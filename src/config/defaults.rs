// SPDX-License-Identifier: MPL-2.0
//! Centralized default values for all configuration constants.
//!
//! # Categories
//!
//! - **Controls**: visibility windows of the transient controls overlay
//! - **Playback**: display wake lock
//! - **Account**: remote streaming endpoint
//! - **Diagnostics**: event buffer bounds

use std::time::Duration;

// ==========================================================================
// Controls Defaults
// ==========================================================================

/// How long the controls stay up once playback starts.
pub const READY_CONTROLS_WINDOW: Duration = Duration::from_millis(5000);

/// How long the controls stay up after a tap on the video.
pub const TAP_CONTROLS_WINDOW: Duration = Duration::from_millis(4000);

// ==========================================================================
// Playback Defaults
// ==========================================================================

/// Keep the display awake while a session is playing.
pub const DEFAULT_KEEP_DISPLAY_AWAKE: bool = true;

// ==========================================================================
// Account Defaults
// ==========================================================================

/// WebDAV root appended to an account's base URL.
pub const DEFAULT_WEBDAV_PATH: &str = crate::domain::request::DEFAULT_WEBDAV_PATH;

// ==========================================================================
// Diagnostics Defaults
// ==========================================================================

/// Default number of diagnostic events kept in memory.
pub const DEFAULT_DIAGNOSTICS_CAPACITY: usize = 1000;

/// Minimum diagnostic buffer capacity.
pub const MIN_DIAGNOSTICS_CAPACITY: usize = 100;

/// Maximum diagnostic buffer capacity.
pub const MAX_DIAGNOSTICS_CAPACITY: usize = 10_000;
// SPDX-License-Identifier: MPL-2.0
//! Signals delivered to a session and the queue that carries them.
//!
//! Surface callbacks, overlay taps and dialog buttons all push into one
//! unbounded queue. The session drains it on a single thread, so signals
//! never overlap and no locking is needed on the session side.

use crate::domain::{Failure, MediaError, PlayableLocation};
use tokio::sync::mpsc;

/// Phase of a touch on the video area.
#[derive(Debug, Clone, Copy, PartialEq, Eq)]
pub enum TouchPhase {
    Down,
    Move,
    Up,
    Cancel,
}

/// Something that happened to the session.
#[derive(Debug, Clone, PartialEq, Eq)]
pub enum Signal {
    /// Source resolution finished. Raised by the controller itself when it
    /// opens a request.
    Opened(Result<PlayableLocation, Failure>),
    /// The surface prepared the source.
    Ready,
    /// Playback reached its natural end.
    Finished,
    /// The surface failed to prepare or play the source.
    Error(MediaError),
    /// The user pressed the single button of the error modal.
    Acknowledge,
    /// The user touched the video area.
    Tap(TouchPhase),
}

impl Signal {
    /// Short name for logs.
    #[must_use]
    pub fn name(&self) -> &'static str {
        match self {
            Self::Opened(_) => "opened",
            Self::Ready => "ready",
            Self::Finished => "finished",
            Self::Error(_) => "error",
            Self::Acknowledge => "acknowledge",
            Self::Tap(_) => "tap",
        }
    }
}

/// Cloneable sending side of a session's signal queue.
#[derive(Debug, Clone)]
pub struct SignalSink {
    tx: mpsc::UnboundedSender<Signal>,
}

impl SignalSink {
    /// Queues a signal. Returns false once the session is gone.
    pub fn send(&self, signal: Signal) -> bool {
        self.tx.send(signal).is_ok()
    }

    pub fn ready(&self) -> bool {
        self.send(Signal::Ready)
    }

    pub fn finished(&self) -> bool {
        self.send(Signal::Finished)
    }

    pub fn error(&self, what: i32, extra: i32) -> bool {
        self.send(Signal::Error(MediaError::new(what, extra)))
    }

    pub fn acknowledge(&self) -> bool {
        self.send(Signal::Acknowledge)
    }

    pub fn tap(&self, phase: TouchPhase) -> bool {
        self.send(Signal::Tap(phase))
    }
}

/// Receiving side, owned by the session.
#[derive(Debug)]
pub struct SignalQueue {
    rx: mpsc::UnboundedReceiver<Signal>,
}

impl SignalQueue {
    /// Next pending signal, without waiting.
    pub fn try_next(&mut self) -> Option<Signal> {
        self.rx.try_recv().ok()
    }

    /// Waits for the next signal. `None` once every sink is dropped.
    pub async fn next(&mut self) -> Option<Signal> {
        self.rx.recv().await
    }
}

/// Creates a connected sink/queue pair.
#[must_use]
pub fn channel() -> (SignalSink, SignalQueue) {
    let (tx, rx) = mpsc::unbounded_channel();
    (SignalSink { tx }, SignalQueue { rx })
}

══════

Among the lines above, find those that contain the word "video" and copy them.

_RESPONSE AREA_
/// How long the controls stay up after a tap on the video.
/// Phase of a touch on the video area.
    /// The user touched the video area.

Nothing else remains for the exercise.